Dataset | Type | Description |
---|---|---|
barcodes | string | A list of all 10x Barcodes associated with this experiment (including those that were not observed). The barcode_idx column described in the previous section contains indices into this list of barcodes. |
library_info | string | A JSON-formatted array of objects, where each object contains metadata for a single library. Each library will at a minimum contain the metadata library_id , library_type , and gem_group |
The HDF5 group barcode_info
provides information regarding the barcodes that were called as cells during the analysis. This HDF5 group contains two columns.
Dataset | Type | Description |
---|---|---|
genomes | string | A list of all genome references used in this analysis. In most cases, this will be a single genome. |
pass_filter | uint64 | A matrix with three columns that contains one row per cell-barcode. Each row is a tuple (barcode_idx, library_idx, genome_idx) , where genome_idx is an index into the genomes dataset. |
The HDF5 group features
contains information regarding the feature reference used for the analysis. The datasets within the features
group represent columns of a table containing one row per feature.
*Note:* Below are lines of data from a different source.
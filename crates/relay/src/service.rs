//! The notification service.
//!
//! Orchestrates one `dispatch` call end to end: idempotency check,
//! routing, rate-limited channel delivery with retries, outcome
//! tracking, and the independent webhook fan-out. Per-channel and
//! per-endpoint failures are captured in the returned result, never
//! raised; the only synchronous error is a malformed request.

use std::collections::HashMap;
use std::sync::Arc;
use std::sync::atomic::{AtomicU64, Ordering};
use std::time::Duration;

use chrono::{DateTime, Utc};
use dashmap::DashMap;
use futures::future::join_all;
use moka::sync::Cache;
use parking_lot::RwLock;
use serde::{Deserialize, Serialize};
use throttle::{LimitScope, RateLimitManager};
use tokio::sync::{Semaphore, broadcast};
use tokio::time::{Instant, sleep};
use tokio_util::sync::CancellationToken;
use tracing::{debug, info, warn};

use crate::channel::Channel;
use crate::request::NotificationRequest;
use crate::retry::RetryPolicy;
use crate::router::{PlannedSend, RouteDecision, SmartRouter};
use crate::template::TemplateEngine;
use crate::tracker::{AttemptOutcome, DeliveryAttempt, DeliveryTracker, ErrorClass};
use crate::webhook::{WebhookDeliveryResult, WebhookManager};
use crate::{Error, Result};

/// Capacity of the completed-result broadcast stream.
const RESULT_STREAM_CAPACITY: usize = 256;

/// Configuration for the notification service.
#[derive(Debug, Clone, Serialize, Deserialize)]
pub struct ServiceConfig {
    /// Retry policy for transient channel send failures.
    #[serde(default)]
    pub channel_retry: RetryPolicy,
    /// How long a request id suppresses re-dispatch.
    #[serde(default = "default_dedupe_ttl_secs")]
    pub dedupe_ttl_secs: u64,
    /// Maximum concurrent channel sends per request.
    #[serde(default = "default_max_parallel_sends")]
    pub max_parallel_sends: usize,
    /// Overall per-request deadline in milliseconds. In-flight sends
    /// finish, but no retry is scheduled past it.
    #[serde(default = "default_request_deadline_ms")]
    pub request_deadline_ms: u64,
    /// Dead letter retention in days.
    #[serde(default = "default_dead_letter_retention_days")]
    pub dead_letter_retention_days: u32,
}

fn default_dedupe_ttl_secs() -> u64 {
    300
}

fn default_max_parallel_sends() -> usize {
    8
}

fn default_request_deadline_ms() -> u64 {
    30_000
}

fn default_dead_letter_retention_days() -> u32 {
    7
}

impl Default for ServiceConfig {
    fn default() -> Self {
        Self {
            channel_retry: RetryPolicy::default(),
            dedupe_ttl_secs: default_dedupe_ttl_secs(),
            max_parallel_sends: default_max_parallel_sends(),
            request_deadline_ms: default_request_deadline_ms(),
            dead_letter_retention_days: default_dead_letter_retention_days(),
        }
    }
}

/// Terminal state of one channel delivery, as reported to the caller.
#[derive(Debug, Clone, PartialEq, Eq, Serialize, Deserialize)]
#[serde(tag = "status", rename_all = "snake_case")]
pub enum ChannelStatus {
    /// The provider accepted the payload.
    Delivered {
        provider_message_id: Option<String>,
    },
    /// A permanent failure (provider rejection or render error); no
    /// retry was attempted.
    Failed { message: String },
    /// The rate limiter denied admission; `retry_after_ms` hints when a
    /// fresh dispatch could succeed.
    RateLimited { retry_after_ms: u64 },
    /// Transient failures used up the retry budget.
    Exhausted,
    /// The per-request deadline (or shutdown) arrived first.
    TimedOut,
}
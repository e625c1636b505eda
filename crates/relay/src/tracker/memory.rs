//! In-process delivery tracking.

use std::collections::{HashMap, VecDeque};
use std::sync::atomic::{AtomicU64, Ordering};

use async_trait::async_trait;
use parking_lot::RwLock;

use super::{DeliveryAttempt, DeliveryMetrics, DeliveryTracker, MetricsFilter};

/// An attempt plus its global insertion sequence, so history can be
/// reassembled in insertion order across per-channel buffers.
#[derive(Debug, Clone)]
struct Recorded {
    seq: u64,
    attempt: DeliveryAttempt,
}

/// Bounded in-process tracker.
///
/// Keeps one ring buffer per channel with a configurable capacity;
/// metrics are computed on demand by scanning the buffers. Data is lost
/// on process restart, the deliberate trade-off for deployments where
/// delivery history is nice-to-have rather than audit material.
pub struct MemoryTracker {
    capacity: usize,
    next_seq: AtomicU64,
    buffers: RwLock<HashMap<String, VecDeque<Recorded>>>,
}

impl MemoryTracker {
    /// `capacity` bounds each per-channel buffer; the oldest attempt is
    /// evicted when a buffer is full.
    pub fn new(capacity: usize) -> Self {
        Self {
            capacity: capacity.max(1),
            next_seq: AtomicU64::new(0),
            buffers: RwLock::new(HashMap::new()),
        }
    }
}

impl Default for MemoryTracker {
    fn default() -> Self {
        Self::new(1024)
    }
}

#[async_trait]
impl DeliveryTracker for MemoryTracker {
    async fn record(&self, attempt: DeliveryAttempt) {
        let seq = self.next_seq.fetch_add(1, Ordering::SeqCst);
        let mut buffers = self.buffers.write();
        let buffer = buffers.entry(attempt.channel.clone()).or_default();
        if buffer.len() >= self.capacity {
            buffer.pop_front();
        }
        buffer.push_back(Recorded { seq, attempt });
    }

    async fn history(&self, request_id: &str) -> Vec<DeliveryAttempt> {
        let buffers = self.buffers.read();
        let mut matching: Vec<&Recorded> = buffers
            .values()
            .flatten()
            .filter(|r| r.attempt.request_id == request_id)
            .collect();
        matching.sort_by_key(|r| r.seq);
        matching.into_iter().map(|r| r.attempt.clone()).collect()
    }

    async fn metrics(&self, filter: &MetricsFilter) -> DeliveryMetrics {
        let buffers = self.buffers.read();
        DeliveryMetrics::from_counts(
            buffers
                .iter()
                .filter(|(channel, _)| {
                    filter
                        .channel
                        .as_ref()
                        .is_none_or(|wanted| *channel == wanted)
                })
                .flat_map(|(_, buffer)| buffer.iter())
                .map(|r| {
                    (
                        r.attempt.channel.clone(),
                        r.attempt.outcome,
                        1,
                        r.attempt.latency_ms,
                    )
                }),
        )
    }
}
//! Delivery attempt tracking.
//!
//! Trackers record the lifecycle of every send attempt and serve
//! aggregate metrics and per-request history. Two backends implement the
//! same contract: [`MemoryTracker`] (bounded ring buffers, lost on
//! restart) and [`SqliteTracker`] (durable rows with per-row TTL and
//! running counters).
//!
//! Recording is infallible by contract: tracking failures must never
//! block or fail a delivery, so backends absorb their own errors.

mod durable;
mod memory;

pub use durable::SqliteTracker;
pub use memory::MemoryTracker;

use std::collections::BTreeMap;

use async_trait::async_trait;
use chrono::{DateTime, Utc};
use serde::{Deserialize, Serialize};

/// Outcome of one delivery attempt.
///
/// `Delivered` and `Exhausted` are terminal; `Failed` and `RateLimited`
/// are always followed by another attempt or an `Exhausted` record for
/// the same `(request_id, channel)` pair.
#[derive(Debug, Clone, Copy, PartialEq, Eq, Hash, Serialize, Deserialize)]
#[serde(rename_all = "snake_case")]
pub enum AttemptOutcome {
    Delivered,
    Failed,
    RateLimited,
    Exhausted,
}

impl AttemptOutcome {
    pub fn as_str(&self) -> &'static str {
        match self {
            Self::Delivered => "delivered",
            Self::Failed => "failed",
            Self::RateLimited => "rate_limited",
            Self::Exhausted => "exhausted",
        }
    }

    pub fn parse(value: &str) -> Option<Self> {
        match value {
            "delivered" => Some(Self::Delivered),
            "failed" => Some(Self::Failed),
            "rate_limited" => Some(Self::RateLimited),
            "exhausted" => Some(Self::Exhausted),
            _ => None,
        }
    }
}

impl std::fmt::Display for AttemptOutcome {
    fn fmt(&self, f: &mut std::fmt::Formatter<'_>) -> std::fmt::Result {
        f.write_str(self.as_str())
    }
}

/// Classification of a failed attempt.
#[derive(Debug, Clone, Copy, PartialEq, Eq, Serialize, Deserialize)]
#[serde(rename_all = "snake_case")]
pub enum ErrorClass {
    Transient,
    Permanent,
}

impl ErrorClass {
    pub fn as_str(&self) -> &'static str {
        match self {
            Self::Transient => "transient",
            Self::Permanent => "permanent",
        }
    }

    pub fn parse(value: &str) -> Option<Self> {
        match value {
            "transient" => Some(Self::Transient),
            "permanent" => Some(Self::Permanent),
            _ => None,
        }
    }
}

/// One try to deliver a request over one channel. Immutable once
/// finalized; `attempt_number` starts at 1 and increases strictly per
/// `(request_id, channel)`.
#[derive(Debug, Clone, Serialize, Deserialize)]
pub struct DeliveryAttempt {
    pub request_id: String,
    pub channel: String,
    pub attempt_number: u32,
    pub started_at: DateTime<Utc>,
    pub finished_at: DateTime<Utc>,
    pub outcome: AttemptOutcome,
    #[serde(default)]
    pub error_class: Option<ErrorClass>,
    #[serde(default)]
    pub error_message: Option<String>,
    pub latency_ms: u64,
}

/// Filter for [`DeliveryTracker::metrics`].
#[derive(Debug, Clone, Default)]
pub struct MetricsFilter {
    /// Restrict to one channel; `None` aggregates across all channels.
    pub channel: Option<String>,
}

impl MetricsFilter {
    pub fn channel(channel: impl Into<String>) -> Self {
        Self {
            channel: Some(channel.into()),
        }
    }
}

/// Aggregate delivery metrics.
#[derive(Debug, Clone, Default, Serialize, Deserialize)]
pub struct DeliveryMetrics {
    /// `delivered / (delivered + exhausted)`; zero when no terminal
    /// attempts are in range.
    pub success_rate: f64,
    /// Mean latency over actual sends (`delivered` and `failed`
    /// attempts); bookkeeping records do not contribute.
    pub avg_latency_ms: f64,
    pub counts_by_outcome: BTreeMap<String, u64>,
    pub counts_by_channel: BTreeMap<String, u64>,
}

impl DeliveryMetrics {
    /// Aggregate from `(channel, outcome, count, latency_ms_total)` rows.
    /// Both backends reduce to this shape: the memory backend by
    /// scanning its buffers, the durable backend from its counter table.
    pub(crate) fn from_counts<I>(rows: I) -> Self
    where
        I: IntoIterator<Item = (String, AttemptOutcome, u64, u64)>,
    {
        let mut metrics = Self::default();
        let mut delivered = 0u64;
        let mut exhausted = 0u64;
        let mut send_count = 0u64;
        let mut send_latency_total = 0u64;

        for (channel, outcome, count, latency_ms_total) in rows {
            *metrics
                .counts_by_outcome
                .entry(outcome.as_str().to_string())
                .or_default() += count;
            *metrics.counts_by_channel.entry(channel).or_default() += count;

            match outcome {
                AttemptOutcome::Delivered => {
                    delivered += count;
                    send_count += count;
                    send_latency_total += latency_ms_total;
                }
                AttemptOutcome::Failed => {
                    send_count += count;
                    send_latency_total += latency_ms_total;
                }
                AttemptOutcome::Exhausted => exhausted += count,
                AttemptOutcome::RateLimited => {}
            }
        }

        if delivered + exhausted > 0 {
            metrics.success_rate = delivered as f64 / (delivered + exhausted) as f64;
        }
        if send_count > 0 {
            metrics.avg_latency_ms = send_latency_total as f64 / send_count as f64;
        }
        metrics
    }
}

/// Records attempt lifecycle events and serves aggregates.
#[async_trait]
pub trait DeliveryTracker: Send + Sync {
    /// Record one attempt. Never fails: backends absorb persistence
    /// errors internally.
    async fn record(&self, attempt: DeliveryAttempt);

    /// All recorded attempts for a request, in insertion order.
    async fn history(&self, request_id: &str) -> Vec<DeliveryAttempt>;

    /// Aggregate metrics over the backend's retained window.
    async fn metrics(&self, filter: &MetricsFilter) -> DeliveryMetrics;
}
Values in the feature_idx
column described in the previous section provide indices into the rows of this table.
In addition to the columns described below, _all_tag_keys
contains a list of built-in tags (genome
).
Column | Type | Description |
---|---|---|
feature_type | string | The type of feature reference to which this feature belongs (Gene Expression). |
genome | string | The genome reference for a given feature (e.g., "GRCh38" or "mm10"). |
id | string | The The Ensembl gene ID corresponding to this feature. |
name | string | The common gene symbol associated with each of the above ids . |
The UMI sequences are 2-bit encoded as follows:
- Each pair of bits encodes a nucleotide (0="A", 1="C", 2="G", 3="T").
- The least significant byte (LSB) contains the 3'-most nucleotides.
Note that the cell-barcode sequences do not have this encoding. Instead, they are stored as plain strings in the library_info/barcodes
HDF5 dataset.
The metrics_json
dataset contains pipeline metrics in JSON format that are used internally by Cell Ranger. Users should view metrics using the Cell Ranger ARC metrics outputs.